Educazione e sport: Fondazione Cariplo, finanziati 31 progetti per 1 milione e 440mila euro

Sono 31 i progetti per un totale di un milione e 440mila euro finanziati da Regione Lombardia e Fondazione Cariplo. L’obiettivo è quello di incentivare la pratica motoria in tutto il territorio attraverso percorsi sportivi-educativi mirati alla crescita, al benessere e all’inclusione dei ragazzi. La graduatoria del bando “Lo Sport: un’occasione per crescere insieme” è stata pubblicata oggi e premia iniziative che mirano nel coinvolgimento di persone disabili e di giovani attraverso vari sport, dal calcio al rugby. L’accordo approvato prevede una nuova edizione del bando aperto alle organizzazioni non profit del mondo sportivo e a quelle del mondo educativo, formativo e sociale per l’organizzazione di eventi finalizzati ad avvicinare bambini, adolescenti e giovani alla pratica sportiva di base.

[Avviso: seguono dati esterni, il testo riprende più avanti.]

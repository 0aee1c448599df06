//! Periodic table reference image.
//!
//! The image is compiled into the crate and inlined as a data URI, so
//! rendering never touches the filesystem or network.

use base64::Engine;
use serde::Deserialize;

use crate::errors::{WidgetError, WidgetResult};
use crate::registry::{Describe, Generate};
use crate::render::Element;
use crate::schema::{Schema, canvas_extent, object, string};

static PERIODIC_TABLE_SVG: &[u8] = include_bytes!("../../assets/periodic-table.svg");

const ALT_TEXT: &str = "Periodic table of the elements";

fn data_uri(svg: &[u8]) -> String {
    let mut uri = String::from("data:image/svg+xml;base64,");
    base64::engine::general_purpose::STANDARD.encode_string(svg, &mut uri);
    uri
}

#[derive(Debug, Clone, PartialEq, Deserialize)]
#[serde(rename_all = "camelCase", deny_unknown_fields)]
pub struct PeriodicTableProps {
    pub width: f64,
    pub height: f64,
    pub caption: Option<String>,
}

impl Describe for PeriodicTableProps {
    fn schema() -> Schema {
        object()
            .field("width", canvas_extent())
            .field("height", canvas_extent())
            .field("caption", string().nullable())
            .into()
    }
}

impl Generate for PeriodicTableProps {
    fn generate(&self) -> WidgetResult<String> {
        const CONTEXT: &str = "periodicTable";
        if !(self.width > 0.0 && self.height > 0.0) {
            return Err(WidgetError::invalid_dimensions(
                CONTEXT,
                format!("image size {}x{} must be positive", self.width, self.height),
            ));
        }
        let mut out = String::new();
        Element::new("figure").write_open_to(&mut out);
        Element::new("img")
            .attr("src", data_uri(PERIODIC_TABLE_SVG))
            .attr("alt", ALT_TEXT)
            .num("width", self.width)
            .num("height", self.height)
            .write_to(&mut out);
        if let Some(caption) = &self.caption {
            Element::new("figcaption").text(caption).write_to(&mut out);
        }
        out.push_str("</figure>");
        Ok(out)
    }
}

#[cfg(test)]
mod tests {
    use super::*;

    #[test]
    fn asset_is_inlined_as_base64() {
        let props = PeriodicTableProps {
            width: 600.0,
            height: 350.0,
            caption: Some("Figure 1 & key".into()),
        };
        let html = props.generate().unwrap();
        assert!(html.starts_with("<figure><img src=\"data:image/svg+xml;base64,PHN2Zy"));
        assert!(html.contains("width=\"600\" height=\"350\"/>"));
        assert!(html.ends_with("<figcaption>Figure 1 &amp; key</figcaption></figure>"));
    }

    #[test]
    fn caption_is_omitted_when_null() {
        let props = PeriodicTableProps {
            width: 600.0,
            height: 350.0,
            caption: None,
        };
        let html = props.generate().unwrap();
        assert!(!html.contains("figcaption"));
    }

    #[test]
    fn zero_size_is_invalid_dimensions() {
        let props = PeriodicTableProps {
            width: 0.0,
            height: 350.0,
            caption: None,
        };
        assert_eq!(props.generate().unwrap_err().kind(), "ErrInvalidDimensions");
    }
}
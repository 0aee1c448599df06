//! Line-based axis charts: line graph, area graph, distance-time graph

use glam::DVec2;
use serde::Deserialize;

use super::{Xy, chart, color};
use crate::errors::WidgetResult;
use crate::plane::primitives::{draw_polyline, draw_point, draw_point_label};
use crate::plane::{AxisSpec, Crossing, LineStyle, Plane, PointStyle};
use crate::registry::{Describe, Generate};
use crate::render::geometry::{centroid, xy};
use crate::render::{Anchor, Canvas, Layer, Stroke, TextStyle, theme};
use crate::schema::{Schema, array, boolean, canvas_extent, object, string};

/// Map every point of a series, rejecting points outside the plane.
fn series_px(plane: &Plane<'_>, context: &str, points: &[Xy]) -> WidgetResult<Vec<DVec2>> {
    points
        .iter()
        .enumerate()
        .map(|(i, p)| plane.require_px(&format!("{context}[{i}]"), p.x, p.y))
        .collect()
}

#[derive(Debug, Clone, PartialEq, Deserialize)]
#[serde(rename_all = "camelCase", deny_unknown_fields)]
pub struct Series {
    pub name: String,
    pub color: String,
    pub style: LineStyle,
    pub show_points: bool,
    pub points: Vec<Xy>,
}

#[derive(Debug, Clone, PartialEq, Deserialize)]
#[serde(rename_all = "camelCase", deny_unknown_fields)]
pub struct LineGraphProps {
    pub width: f64,
    pub height: f64,
    pub title: String,
    pub x_axis: AxisSpec,
    pub y_axis: AxisSpec,
    pub series: Vec<Series>,
    pub show_legend: bool,
}

impl Describe for LineGraphProps {
    fn schema() -> Schema {
        let series = object()
            .field("name", string())
            .field("color", color())
            .field("style", LineStyle::schema())
            .field("showPoints", boolean())
            .field("points", array(Xy::schema()).min_items(1));
        object()
            .field("width", canvas_extent())
            .field("height", canvas_extent())
            .field("title", string())
            .field("xAxis", AxisSpec::schema())
            .field("yAxis", AxisSpec::schema())
            .field("series", array(series))
            .field("showLegend", boolean())
            .into()
    }
}

const LEGEND_ROW: f64 = 18.0;
const LEGEND_SWATCH: f64 = 20.0;

impl LineGraphProps {
    /// Legend rows in the top-right corner of the frame.
    fn draw_legend(&self, canvas: &mut Canvas, plane: &Plane<'_>) {
        let widest = self
            .series
            .iter()
            .map(|s| crate::render::estimate_text_width(&s.name))
            .fold(0.0, f64::max);
        let x = plane.frame.right() - widest - LEGEND_SWATCH - 15.0;
        let style = TextStyle::label().anchor(Anchor::Start);
        for (i, s) in self.series.iter().enumerate() {
            let y = plane.frame.top + 12.0 + i as f64 * LEGEND_ROW;
            let stroke = s.style.stroke(&s.color, theme::SERIES_STROKE_WIDTH);
            canvas.line(Layer::Labels, x, y, x + LEGEND_SWATCH, y, &stroke);
            canvas.text(Layer::Labels, (x + LEGEND_SWATCH + 5.0, y + 4.0), &s.name, &style);
        }
    }
}

impl Generate for LineGraphProps {
    fn generate(&self) -> WidgetResult<String> {
        const CONTEXT: &str = "lineGraph";
        chart::require_data(CONTEXT, "series", self.series.len())?;
        let frame = chart::frame(
            CONTEXT,
            self.width,
            self.height,
            &self.title,
            theme::CHART_PADDING,
            &[("xAxis", &self.x_axis), ("yAxis", &self.y_axis)],
        )?;
        let plane = Plane::new(CONTEXT, frame, &self.x_axis, &self.y_axis, Crossing::Edges)?;

        let mut canvas = Canvas::new(CONTEXT, self.width, self.height);
        chart::draw_title(&mut canvas, &self.title);
        plane.draw_grid(&mut canvas);
        for (i, s) in self.series.iter().enumerate() {
            chart::require_data(CONTEXT, &format!("series[{i}].points"), s.points.len())?;
            let pts = series_px(&plane, &format!("lineGraph series[{i}].points"), &s.points)?;
            draw_polyline(&mut canvas, &pts, &s.color, s.style);
            if s.show_points {
                for p in &pts {
                    draw_point(&mut canvas, *p, &s.color, PointStyle::Closed);
                }
            }
        }
        plane.draw_axes(&mut canvas);
        if self.show_legend {
            self.draw_legend(&mut canvas, &plane);
        }
        canvas.finish()
    }
}

#[derive(Debug, Clone, PartialEq, Deserialize)]
#[serde(rename_all = "camelCase", deny_unknown_fields)]
pub struct AreaGraphProps {
    pub width: f64,
    pub height: f64,
    pub title: String,
    pub x_axis: AxisSpec,
    pub y_axis: AxisSpec,
    pub data: Vec<Xy>,
    pub fill_color: String,
    pub stroke_color: String,
    pub area_label: Option<String>,
}

impl Describe for AreaGraphProps {
    fn schema() -> Schema {
        object()
            .field("width", canvas_extent())
            .field("height", canvas_extent())
            .field("title", string())
            .field("xAxis", AxisSpec::schema())
            .field("yAxis", AxisSpec::schema())
            .field("data", array(Xy::schema()))
            .field("fillColor", color())
            .field("strokeColor", color())
            .field("areaLabel", string().nullable())
            .into()
    }
}

impl Generate for AreaGraphProps {
    fn generate(&self) -> WidgetResult<String> {
        const CONTEXT: &str = "areaGraph";
        chart::require_data(CONTEXT, "data", self.data.len())?;
        let frame = chart::frame(
            CONTEXT,
            self.width,
            self.height,
            &self.title,
            theme::CHART_PADDING,
            &[("xAxis", &self.x_axis), ("yAxis", &self.y_axis)],
        )?;
        let plane = Plane::new(CONTEXT, frame, &self.x_axis, &self.y_axis, Crossing::Edges)?;
        let top = series_px(&plane, "areaGraph data", &self.data)?;

        let mut canvas = Canvas::new(CONTEXT, self.width, self.height);
        chart::draw_title(&mut canvas, &self.title);
        plane.draw_grid(&mut canvas);

        // Close the outline along the bottom of the value range.
        let base = plane.y.map(self.y_axis.min);
        let mut outline: Vec<(f64, f64)> = top.iter().copied().map(xy).collect();
        if let (Some(first), Some(last)) = (top.first(), top.last()) {
            outline.push((last.x, base));
            outline.push((first.x, base));
        }
        canvas.polygon(Layer::Shapes, &outline, &self.fill_color, None);
        let line: Vec<(f64, f64)> = top.iter().copied().map(xy).collect();
        canvas.polyline(
            Layer::Shapes,
            &line,
            &Stroke::solid(&self.stroke_color, theme::SERIES_STROKE_WIDTH),
        );

        if let Some(label) = &self.area_label {
            let c = centroid(&top);
            canvas.text(
                Layer::Labels,
                (c.x, (c.y + base) / 2.0),
                label,
                &TextStyle::label().size(theme::LABEL_FONT_SIZE).bold(),
            );
        }
        plane.draw_axes(&mut canvas);
        canvas.finish()
    }
}

#[derive(Debug, Clone, PartialEq, Deserialize)]
#[serde(rename_all = "camelCase", deny_unknown_fields)]
pub struct Segment {
    pub start: Xy,
    pub end: Xy,
    pub color: String,
    pub label: Option<String>,
}

/// Distance against time, one straight segment per journey leg
#[derive(Debug, Clone, PartialEq, Deserialize)]
#[serde(rename_all = "camelCase", deny_unknown_fields)]
pub struct DistanceTimeGraphProps {
    pub width: f64,
    pub height: f64,
    pub title: String,
    pub x_axis: AxisSpec,
    pub y_axis: AxisSpec,
    pub segments: Vec<Segment>,
}

impl Describe for DistanceTimeGraphProps {
    fn schema() -> Schema {
        let segment = object()
            .field("start", Xy::schema())
            .field("end", Xy::schema())
            .field("color", color())
            .field("label", string().nullable());
        object()
            .field("width", canvas_extent())
            .field("height", canvas_extent())
            .field("title", string())
            .field("xAxis", AxisSpec::schema())
            .field("yAxis", AxisSpec::schema())
            .field("segments", array(segment))
            .into()
    }
}

impl Generate for DistanceTimeGraphProps {
    fn generate(&self) -> WidgetResult<String> {
        const CONTEXT: &str = "distanceTimeGraph";
        chart::require_data(CONTEXT, "segments", self.segments.len())?;
        let frame = chart::frame(
            CONTEXT,
            self.width,
            self.height,
            &self.title,
            theme::CHART_PADDING,
            &[("xAxis", &self.x_axis), ("yAxis", &self.y_axis)],
        )?;
        let plane = Plane::new(CONTEXT, frame, &self.x_axis, &self.y_axis, Crossing::Edges)?;

        let mut canvas = Canvas::new(CONTEXT, self.width, self.height);
        chart::draw_title(&mut canvas, &self.title);
        plane.draw_grid(&mut canvas);
        for (i, seg) in self.segments.iter().enumerate() {
            let context = format!("distanceTimeGraph segments[{i}]");
            let a = plane.require_px(&format!("{context}.start"), seg.start.x, seg.start.y)?;
            let b = plane.require_px(&format!("{context}.end"), seg.end.x, seg.end.y)?;
            draw_polyline(&mut canvas, &[a, b], &seg.color, LineStyle::Solid);
            draw_point(&mut canvas, a, &seg.color, PointStyle::Closed);
            draw_point(&mut canvas, b, &seg.color, PointStyle::Closed);
            if let Some(label) = &seg.label {
                draw_point_label(&mut canvas, (a + b) / 2.0, label);
            }
        }
        plane.draw_axes(&mut canvas);
        canvas.finish()
    }
}

#[cfg(test)]
mod tests {
    use super::*;
    use serde_json::json;

    fn axis(max: f64) -> serde_json::Value {
        json!({
            "label": "",
            "min": 0,
            "max": max,
            "ticks": 2,
            "showGridLines": false,
            "tickFormat": "plain"
        })
    }

    #[test]
    fn series_points_must_lie_on_the_plane() {
        let props: LineGraphProps = serde_json::from_value(json!({
            "width": 400,
            "height": 300,
            "title": "",
            "xAxis": axis(10.0),
            "yAxis": axis(10.0),
            "series": [{
                "name": "a",
                "color": "red",
                "style": "solid",
                "showPoints": true,
                "points": [{"x": 0, "y": 0}, {"x": 12, "y": 4}]
            }],
            "showLegend": false
        }))
        .unwrap();
        assert_eq!(props.generate().unwrap_err().kind(), "ErrInvalidRange");
    }

    #[test]
    fn area_is_closed_along_the_axis_minimum() {
        let props: AreaGraphProps = serde_json::from_value(json!({
            "width": 400,
            "height": 300,
            "title": "",
            "xAxis": axis(10.0),
            "yAxis": axis(10.0),
            "data": [{"x": 0, "y": 5}, {"x": 10, "y": 10}],
            "fillColor": "lightblue",
            "strokeColor": "blue",
            "areaLabel": null
        }))
        .unwrap();
        let svg = props.generate().unwrap();
        // frame 60..380 x 20..250
        assert!(svg.contains("points=\"60,135 380,20 380,250 60,250\""));
    }

    #[test]
    fn empty_series_list_is_invalid_dimensions() {
        let props: DistanceTimeGraphProps = serde_json::from_value(json!({
            "width": 400,
            "height": 300,
            "title": "Walk",
            "xAxis": axis(10.0),
            "yAxis": axis(10.0),
            "segments": []
        }))
        .unwrap();
        assert_eq!(props.generate().unwrap_err().kind(), "ErrInvalidDimensions");
    }
}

Il bando punta a promuovere la valorizzazione della pratica sportiva tra bambini e giovani attraverso il supporto di interventi sviluppati all’interno di una collaborazione tra le organizzazioni che si occupano di formazione ed educazione e le realtà sportive del territorio. L’assessorato allo Sport lombardo intende sostenere sul territorio lombardo la realizzazione di progetti che siano in grado, da un lato di ricomprendere a pieno titolo lo sport nei percorsi di crescita e, dall’altro, di massimizzare le capacità dello sport di veicolare contenuti educativi. Gli interventi dovranno essere rivolti a bambini e giovani di età compresa tra i 6 e i 19 anni e bambini e giovani con disabilità di età compresa tra i 6 e i 25 anni. I progetti dovranno riguardare tre aree di intervento. La prima sarà “Sport e valori” con progetti che vanno a sperimentare in modo diretto valori quali la lealtà, il rispetto delle regole, il rifiuto della violenza, il lavoro di squadra, l’abitudine all’impegno, l’accettazione della sconfitta e la gestione della vittoria. Previsto anche un settore dedicato a “Sport e salute”, nel qual promuovere l’adozione di stili di vita sani e contrastare comportamenti non salutari, come fumo, abuso di alcool e droghe. Il terzo intervento riguarda, invece, “Sport e inclusione” per promuovere la pratica sportiva di bambini e ragazzi che faticano in modo particolare ad avvicinarsi al mondo dello sport, anche con riferimento alle persone con disabilità e alle fasce fragili della popolazione.